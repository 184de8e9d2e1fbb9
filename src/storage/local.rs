//! In-process hot tier
//!
//! One bounded buffer per room. Each buffer has its own lock, so writers in
//! different rooms never contend and append + evict is atomic within a room.

use std::collections::{HashSet, VecDeque};
use std::sync::Arc;

use dashmap::DashMap;
use tokio::sync::Mutex;

use crate::protocol::messages::{ChatEvent, RoomId};

type RoomBuffer = Arc<Mutex<VecDeque<ChatEvent>>>;

/// Per-room bounded FIFO buffers
pub struct LocalTier {
    rooms: DashMap<RoomId, RoomBuffer>,
    capacity: usize,
}

impl LocalTier {
    pub fn new(capacity: usize) -> Self {
        Self {
            rooms: DashMap::new(),
            capacity: capacity.max(1),
        }
    }

    pub fn capacity(&self) -> usize {
        self.capacity
    }

    fn buffer(&self, room_id: &str) -> RoomBuffer {
        if let Some(buffer) = self.rooms.get(room_id) {
            return buffer.clone();
        }
        self.rooms
            .entry(room_id.to_string())
            .or_insert_with(|| Arc::new(Mutex::new(VecDeque::with_capacity(self.capacity))))
            .clone()
    }

    /// Append an event, evicting the oldest entries beyond capacity
    pub async fn append(&self, room_id: &str, event: ChatEvent) {
        let buffer = self.buffer(room_id);
        let mut events = buffer.lock().await;
        events.push_back(event);
        while events.len() > self.capacity {
            events.pop_front();
        }
    }

    /// Copy of the room's buffer in insertion order (empty if unknown)
    pub async fn snapshot(&self, room_id: &str) -> Vec<ChatEvent> {
        let Some(buffer) = self.rooms.get(room_id).map(|b| b.clone()) else {
            return Vec::new();
        };
        let events = buffer.lock().await;
        events.iter().cloned().collect()
    }

    /// Populate a room from a slower tier
    ///
    /// Events appended while the slower read was in flight are kept after the
    /// loaded history instead of being overwritten.
    pub async fn fill(&self, room_id: &str, history: Vec<ChatEvent>) {
        let buffer = self.buffer(room_id);
        let mut events = buffer.lock().await;

        let newer: Vec<ChatEvent> = {
            let loaded: HashSet<&str> = history.iter().map(|e| e.id.as_str()).collect();
            events
                .iter()
                .filter(|e| !loaded.contains(e.id.as_str()))
                .cloned()
                .collect()
        };

        let mut merged: VecDeque<ChatEvent> = history.into_iter().chain(newer).collect();
        while merged.len() > self.capacity {
            merged.pop_front();
        }
        *events = merged;
    }

    /// Drop a room's buffer
    pub fn remove(&self, room_id: &str) -> bool {
        self.rooms.remove(room_id).is_some()
    }

    pub fn contains(&self, room_id: &str) -> bool {
        self.rooms.contains_key(room_id)
    }

    /// Number of buffered events in a room
    pub async fn len(&self, room_id: &str) -> usize {
        match self.rooms.get(room_id).map(|b| b.clone()) {
            Some(buffer) => buffer.lock().await.len(),
            None => 0,
        }
    }

    pub fn room_count(&self) -> usize {
        self.rooms.len()
    }
}

#[cfg(test)]
mod tests {
    use super::*;
    use crate::protocol::messages::UserInfo;

    fn msg(body: &str) -> ChatEvent {
        ChatEvent::chat("room-1", &UserInfo::new("u-1", "alice"), body)
    }

    #[tokio::test]
    async fn test_append_evicts_oldest() {
        let tier = LocalTier::new(3);
        for i in 0..5 {
            tier.append("room-1", msg(&i.to_string())).await;
        }
        let bodies: Vec<String> = tier
            .snapshot("room-1")
            .await
            .into_iter()
            .map(|e| e.body)
            .collect();
        assert_eq!(bodies, vec!["2", "3", "4"]);
    }

    #[tokio::test]
    async fn test_concurrent_appends_stay_bounded() {
        let tier = Arc::new(LocalTier::new(50));
        let mut handles = Vec::new();
        for task in 0..8 {
            let tier = tier.clone();
            handles.push(tokio::spawn(async move {
                for i in 0..25 {
                    tier.append("room-1", msg(&format!("{}-{}", task, i))).await;
                }
            }));
        }
        for handle in handles {
            handle.await.unwrap();
        }
        assert_eq!(tier.len("room-1").await, 50);
    }

    #[tokio::test]
    async fn test_fill_keeps_newer_appends() {
        let tier = LocalTier::new(10);
        let live = msg("live");
        tier.append("room-1", live.clone()).await;

        let history = vec![msg("h1"), msg("h2")];
        tier.fill("room-1", history).await;

        let bodies: Vec<String> = tier
            .snapshot("room-1")
            .await
            .into_iter()
            .map(|e| e.body)
            .collect();
        assert_eq!(bodies, vec!["h1", "h2", "live"]);
    }

    #[tokio::test]
    async fn test_remove_room() {
        let tier = LocalTier::new(10);
        tier.append("room-1", msg("a")).await;
        assert!(tier.remove("room-1"));
        assert!(!tier.contains("room-1"));
        assert!(tier.snapshot("room-1").await.is_empty());
    }
}
//! Protocol layer for the chat pipeline
//!
//! This module provides:
//! - Chat event and user types
//! - JSON codec for distributed cache entries

pub mod codec;
pub mod messages;

// Re-export commonly used types
pub use codec::{decode, decode_lossy, encode};
pub use messages::*;
//! roomcast demo driver
//!
//! Wires the chat pipeline with in-memory collaborators (or Redis for the
//! distributed tier when `ROOMCAST_REDIS_URL` is set), runs a synthetic load
//! and prints the pipeline statistics.
//!
//! Usage:
//!   cargo run -- demo                              # 4 rooms, 8 users, 50 messages each
//!   cargo run -- demo --rooms 2 --users 20         # custom load

use std::env;
use std::sync::Arc;
use std::time::Instant;

use futures::future::join_all;
use roomcast::transport::ConnectionCommand;
use roomcast::{
    ChatService, ConnectionRegistry, ListCache, MemoryListCache, MemoryMessageStore,
    MemoryRoomDirectory, PipelineConfig, RedisListCache, UserInfo,
};
use tracing::{info, warn};
use tracing_subscriber::EnvFilter;

#[tokio::main]
async fn main() -> anyhow::Result<()> {
    tracing_subscriber::fmt()
        .with_env_filter(
            EnvFilter::try_from_default_env().unwrap_or_else(|_| EnvFilter::new("info")),
        )
        .init();

    let args: Vec<String> = env::args().collect();

    if args.len() < 2 {
        print_usage();
        return Ok(());
    }

    match args[1].as_str() {
        "demo" => {
            let load = DemoLoad {
                rooms: parse_flag(&args, "--rooms", 4),
                users: parse_flag(&args, "--users", 8),
                messages: parse_flag(&args, "--messages", 50),
            };
            run_demo(load).await?;
        }
        "help" | "--help" | "-h" => {
            print_usage();
        }
        _ => {
            eprintln!("Unknown command: {}", args[1]);
            print_usage();
        }
    }

    Ok(())
}

fn print_usage() {
    println!("roomcast - chat message pipeline");
    println!();
    println!("USAGE:");
    println!("    cargo run -- demo [OPTIONS]");
    println!();
    println!("COMMANDS:");
    println!("    demo                Run a synthetic chat load through the pipeline");
    println!("    help                Show this help message");
    println!();
    println!("OPTIONS:");
    println!("    --rooms <NUM>       Number of rooms (default: 4)");
    println!("    --users <NUM>       Users per room (default: 8)");
    println!("    --messages <NUM>    Messages per user (default: 50)");
    println!();
    println!("ENVIRONMENT:");
    println!("    ROOMCAST_REDIS_URL      Use Redis for the distributed cache tier");
    println!("    ROOMCAST_NUM_SHARDS     Shards per room (default: 2)");
    println!("    ROOMCAST_BATCH_SIZE     Initial batch size (default: 50)");
    println!("    RUST_LOG                Log filter (default: info)");
    println!();
    println!("EXAMPLES:");
    println!("    cargo run -- demo");
    println!("    RUST_LOG=roomcast=debug cargo run -- demo --rooms 1 --users 3");
}

fn parse_flag(args: &[String], flag: &str, default: usize) -> usize {
    for i in 0..args.len() {
        if args[i] == flag && i + 1 < args.len() {
            if let Ok(value) = args[i + 1].parse() {
                return value;
            }
        }
    }
    default
}

#[derive(Debug, Clone, Copy)]
struct DemoLoad {
    rooms: usize,
    users: usize,
    messages: usize,
}

async fn distributed_tier(config: &PipelineConfig) -> Arc<dyn ListCache> {
    if let Some(url) = &config.redis_url {
        match RedisListCache::connect(url).await {
            Ok(cache) => return Arc::new(cache),
            Err(e) => warn!(url = %url, error = %e, "Redis unavailable, using in-memory tier"),
        }
    }
    Arc::new(MemoryListCache::new())
}

async fn run_demo(load: DemoLoad) -> anyhow::Result<()> {
    let config = PipelineConfig::from_env();
    config.validate()?;

    info!(
        rooms = load.rooms,
        users = load.users,
        messages = load.messages,
        num_shards = config.shards.num_shards,
        "Starting demo"
    );

    let rooms = Arc::new(MemoryRoomDirectory::new());
    let store = Arc::new(MemoryMessageStore::new());
    let registry = Arc::new(ConnectionRegistry::new());
    let service = Arc::new(ChatService::new(
        &config,
        rooms.clone(),
        store.clone(),
        distributed_tier(&config).await,
        registry.clone(),
    ));
    service.start().await;

    let room_ids: Vec<String> = (0..load.rooms).map(|r| format!("room-{}", r)).collect();
    for room_id in &room_ids {
        rooms.create_room(room_id.as_str(), format!("Demo {}", room_id), load.users);
    }

    // One receiving task per user connection, counting deliveries until closed
    let mut receivers = Vec::new();
    let mut users = Vec::new();
    for (r, room_id) in room_ids.iter().enumerate() {
        for u in 0..load.users {
            let user = UserInfo::new(format!("user-{}-{}", r, u), format!("User {}.{}", r, u));
            let mut handle = registry.register(&user.user_id).await;
            receivers.push(tokio::spawn(async move {
                let mut delivered = 0usize;
                while let Some(command) = handle.commands.recv().await {
                    match command {
                        ConnectionCommand::Deliver(_) => delivered += 1,
                        ConnectionCommand::Close(_) => break,
                    }
                }
                delivered
            }));
            service.on_join(room_id, &user).await?;
            users.push((room_id.clone(), user));
        }
    }

    let started = Instant::now();
    let senders = users.iter().map(|(room_id, user)| {
        let service = service.clone();
        async move {
            for n in 0..load.messages {
                let body = format!("message {} from {}", n, user.display_name);
                match service.on_message(room_id, user, &body).await {
                    Ok(published) => {
                        published.delivery.wait().await;
                    }
                    Err(e) => warn!(user_id = %user.user_id, error = %e, "Message rejected"),
                }
            }
        }
    });
    join_all(senders).await;
    let elapsed = started.elapsed();

    // Half of every room leaves for good
    for (room_id, user) in users.iter().filter(|(_, user)| user.user_id.ends_with(['0', '2', '4', '6', '8'])) {
        if let Err(e) = service.on_leave(room_id, user).await {
            warn!(user_id = %user.user_id, error = %e, "Leave failed");
        }
    }

    for room_id in &room_ids {
        service.shards().log_shard_balance(room_id);
    }

    service.shutdown().await;
    registry.close_all("demo finished").await;
    let delivered: usize = join_all(receivers)
        .await
        .into_iter()
        .filter_map(|r| r.ok())
        .sum();

    let total = load.rooms * load.users * load.messages;
    println!();
    println!("Demo complete in {:.2?}", elapsed);
    println!("  messages sent:      {}", total);
    println!("  events delivered:   {}", delivered);
    println!("  events stored:      {}", store.len().await);
    println!();
    println!("{}", serde_json::to_string_pretty(&service.stats())?);

    Ok(())
}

TASK GOAL
Return each line of the material in which the string "Copy" can be found.

OUTPUT
    /// Copy of the room's buffer in insertion order (empty if unknown)
#[derive(Debug, Clone, Copy)]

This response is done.